I grew up Catholic; my mother was a moderately religious Catholic and my father was a totally disengaged Lutheran, so Mom was more-or-less in charge of my religious upbringing. I attended Catholic elementary and high schools, mostly because the public schools in my city were so horrible. So I did get a fairly thorough religious education, but it was a distinctly liberal one; in the ’60s and ’70s California Catholics, and their schools, were definitely liberal. They taught me about social justice, and the “sanctity of life”. The former stuck with me. I first started questioning the latter in high school, because I couldn’t see a small bundle of cells as a human being, and I watched an aunt die bravely but horribly painfully of cancer. I began to see abortion and euthanasia as not universal evils.
In college I attended the local student Catholic center for awhile, then got busy and slacked off. I met my future husband, who came from a Nazarene background (though he wasn’t particularly religious) and he despised all things Catholic; he’d been taught from childhood that Catholics were all ritual and not True Christians. So we were non-religious together though the rest of college.

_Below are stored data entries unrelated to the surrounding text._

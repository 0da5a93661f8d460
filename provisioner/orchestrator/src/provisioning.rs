// Copyright (C) Parity Technologies (UK) Ltd.
// SPDX-License-Identifier: Apache-2.0

//! Creation of fungible assets on the asset-origin chain.

use crate::{counter::Counter, Result, LOG_TARGET};
use xcm_provisioner_client::{compose, value, Call, Chain, Keypair, StorageQuery, Value};
use xcm_provisioner_primitives::{AssetDescriptor, AssetId, AssetSpec, Balance};

/// Amounts and accounts used when creating assets.
#[derive(Debug, Clone, Copy, PartialEq, Eq)]
pub struct ProvisionParams {
	/// Minted to the signer.
	pub mint_amount: Balance,
	pub min_balance: Balance,
	/// Account given an empty balance of every asset, usually the sovereign account of a
	/// destination so that it can receive the reserve.
	pub counterpart: [u8; 32],
}

pub fn create_call(id: AssetId, admin: &[u8; 32], min_balance: Balance) -> Call {
	Call::new(
		"Assets",
		"create",
		[
			("id", Value::u128(id.into())),
			("admin", value::multi_address(admin)),
			("min_balance", Value::u128(min_balance)),
		],
	)
}

pub fn set_metadata_call(id: AssetId, spec: &AssetSpec) -> Call {
	Call::new(
		"Assets",
		"set_metadata",
		[
			("id", Value::u128(id.into())),
			("name", Value::from_bytes(spec.name.as_bytes())),
			("symbol", Value::from_bytes(spec.symbol.as_bytes())),
			("decimals", Value::u128(spec.decimals.into())),
		],
	)
}

pub fn mint_call(id: AssetId, beneficiary: &[u8; 32], amount: Balance) -> Call {
	Call::new(
		"Assets",
		"mint",
		[
			("id", Value::u128(id.into())),
			("beneficiary", value::multi_address(beneficiary)),
			("amount", Value::u128(amount)),
		],
	)
}

pub fn touch_other_call(id: AssetId, who: &[u8; 32]) -> Call {
	Call::new(
		"Assets",
		"touch_other",
		[("id", Value::u128(id.into())), ("who", value::multi_address(who))],
	)
}

/// Whether the assets pallet of `chain` knows asset `id`.
pub async fn asset_exists(chain: &dyn Chain, id: AssetId) -> Result<bool> {
	let query = StorageQuery::map("Assets", "Asset", [Value::u128(id.into())]);
	Ok(chain.fetch(&query).await?.is_some())
}

/// Create, describe and mint one asset per spec in a single atomic batch.
///
/// Identifiers are allocated contiguously from the chain's asset counter. Returns the
/// descriptors in spec order.
pub async fn provision_assets(
	chain: &dyn Chain,
	counter: &Counter,
	signer: &Keypair,
	specs: &[AssetSpec],
	params: &ProvisionParams,
) -> Result<Vec<AssetDescriptor>> {
	if specs.is_empty() {
		log::info!(target: LOG_TARGET, "No assets to create on {}", chain.name());
		return Ok(Vec::new())
	}
	let owner = signer.public_key().0;
	let lease = counter.checkout(chain, specs.len()).await?;

	let mut calls = Vec::with_capacity(specs.len() * 4);
	let mut descriptors = Vec::with_capacity(specs.len());
	for (id, spec) in lease.ids().zip(specs) {
		calls.extend([
			create_call(id, &owner, params.min_balance),
			set_metadata_call(id, spec),
			mint_call(id, &owner, params.mint_amount),
			touch_other_call(id, &params.counterpart),
		]);
		descriptors.push(AssetDescriptor::from_spec(id, spec));
	}

	log::info!(
		target: LOG_TARGET,
		"🪙 Creating {} asset(s) on {} with ids {:?}",
		specs.len(),
		chain.name(),
		lease.ids()
	);
	let outcome = chain.submit(&compose(calls), signer).await?;
	log::info!(
		target: LOG_TARGET,
		"Assets created on {} in block #{} ({:?})",
		chain.name(),
		outcome.block_number,
		outcome.block_hash
	);
	lease.settle().await?;
	Ok(descriptors)
}

#[cfg(test)]
mod tests {
	use super::*;
	use crate::Error;
	use assert_matches::assert_matches;
	use pretty_assertions::assert_eq;
	use xcm_provisioner_client::ChainError;
	use xcm_provisioner_primitives::{sibling_account, Price};
	use xcm_provisioner_test_utils::{account_of, alice, MockChain};

	fn spec(symbol: &str, decimals: u8) -> AssetSpec {
		AssetSpec {
			name: format!("{symbol} token"),
			symbol: symbol.into(),
			decimals,
			initial_price: Some(Price::from_integer(2)),
		}
	}

	fn params() -> ProvisionParams {
		ProvisionParams { mint_amount: 1_000, min_balance: 1, counterpart: sibling_account(2034) }
	}

	#[tokio::test]
	async fn allocates_contiguous_ids_from_counter() {
		let chain = MockChain::new("origin").with_next_asset_id(Some(42)).build();
		let signer = alice();
		let specs = [spec("AAA", 18), spec("BBB", 12), spec("CCC", 6)];

		let counter = Counter::assets();
		let descriptors =
			provision_assets(&*chain, &counter, &signer, &specs, &params()).await.unwrap();

		assert_eq!(descriptors.iter().map(|d| d.local_id).collect::<Vec<_>>(), vec![42, 43, 44]);
		assert_eq!(descriptors[1], AssetDescriptor::from_spec(43, &specs[1]));
		assert_eq!(chain.next_asset_id(), Some(45));
		assert_eq!(chain.asset_metadata(44), Some(("CCC token".into(), "CCC".into(), 6)));
		assert_eq!(chain.asset_balance(42, &account_of(&signer)), Some(1_000));
		assert_eq!(chain.asset_balance(42, &sibling_account(2034)), Some(0));
	}

	#[tokio::test]
	async fn empty_specs_submit_nothing() {
		let chain = MockChain::new("origin").with_next_asset_id(None).build();
		let descriptors =
			provision_assets(&*chain, &Counter::assets(), &alice(), &[], &params()).await.unwrap();
		assert!(descriptors.is_empty());
		assert_eq!(chain.height(), 0);
	}

	#[tokio::test]
	async fn uses_fallback_when_chain_has_no_counter() {
		let chain = MockChain::new("origin").with_next_asset_id(None).build();
		let counter = Counter::assets().with_fallback(Some(9000));
		let descriptors =
			provision_assets(&*chain, &counter, &alice(), &[spec("AAA", 10)], &params())
				.await
				.unwrap();
		assert_eq!(descriptors[0].local_id, 9000);
		assert!(chain.asset_metadata(9000).is_some());
	}

	#[tokio::test]
	async fn counter_overflow_submits_nothing() {
		let chain = MockChain::new("origin").with_next_asset_id(Some(AssetId::MAX)).build();
		let result = provision_assets(
			&*chain,
			&Counter::assets(),
			&alice(),
			&[spec("AAA", 10), spec("BBB", 10)],
			&params(),
		)
		.await;

		assert_matches!(result, Err(Error::IdentifierOverflow { count: 2, .. }));
		assert_eq!(chain.height(), 0);
		assert_eq!(chain.asset_metadata(AssetId::MAX), None);
	}

	#[tokio::test]
	async fn foreign_allocation_aborts_the_whole_batch() {
		let chain = MockChain::new("origin").with_next_asset_id(Some(1)).build();
		chain.steal_ids_before_next_submission(1);
		let result =
			provision_assets(&*chain, &Counter::assets(), &alice(), &[spec("AAA", 10)], &params())
				.await;

		assert_matches!(
			result,
			Err(Error::Chain(ChainError::DispatchFailed { error, .. })) if error == "BadAssetId"
		);
		assert_eq!(chain.asset_metadata(1), None);
		assert_eq!(chain.asset_balance(1, &account_of(&alice())), None);
	}
}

During all this time, from childhood, I was suffering from mild, undiagnosed depression. After we graduated and married, we started attending a non-denominational Christian church. Oh, how that church experience fed my depression! Every Sunday I was told what a sinner I was, how unlovable I was, how it was only by God’s grace that I could be saved. By this time the depression was progressing, and I was telling myself that I was no good; hearing it from the pulpit just confirmed it. By the time Husband insisted we stop going to church because every sermon made me cry, I was deeply depressed. There were other contributing factors to deepening my depression, too, especially work, where goals were always set that no one could achieve. I was baffled as to why they didn’t fire me. In truth, I was one of the highest-performing engineers in the department. But I couldn’t believe that then.
Finally, when I became unable to work, I was diagnosed with and treated for depression. It took awhile, but I began to see myself and the world in a reasonable way. My successes became things to celebrate, not deprecate, and my failures not catastrophic, but something to be learned from. I started re-thinking everything, including my religious beliefs. Gradually I began to wonder why I believed in a 2000-year-old collection of stories from ancient sheepherders, and why I believed in such a malevolent, narcissistic, sexist God. But I still had a soft spot in my heart for the death and resurrection of Jesus.
What really broke it for me was when I read a book (can’t remember the title) on archaeology that provided a reasonable alternative to Jesus’ death and resurrection, suggesting that his friends conned the Romans into letting him off the cross before he was dead and leaving medicines for him in the tomb. Then it was they, and no angel, who came and rescued him a few days later.
That was the end of my religious belief. It helped, too, that my husband had migrated to atheism a few years before.
Now I’m a reasonably happy atheist, glad that I no longer have to worry about an afterlife, and determined to make the most of the life I’ve got. That determination led me to abandon my original career, take care of my parents during their last years, and then go back to grad school (MS) to take up a new career… which, at age 52, is a very scary proposition. But once I figured out I’d regret NOT doing it on my deathbed, it was something I had to do. I want to leave with no regrets.
Oh, and I’m more of an advocate for social justice than ever.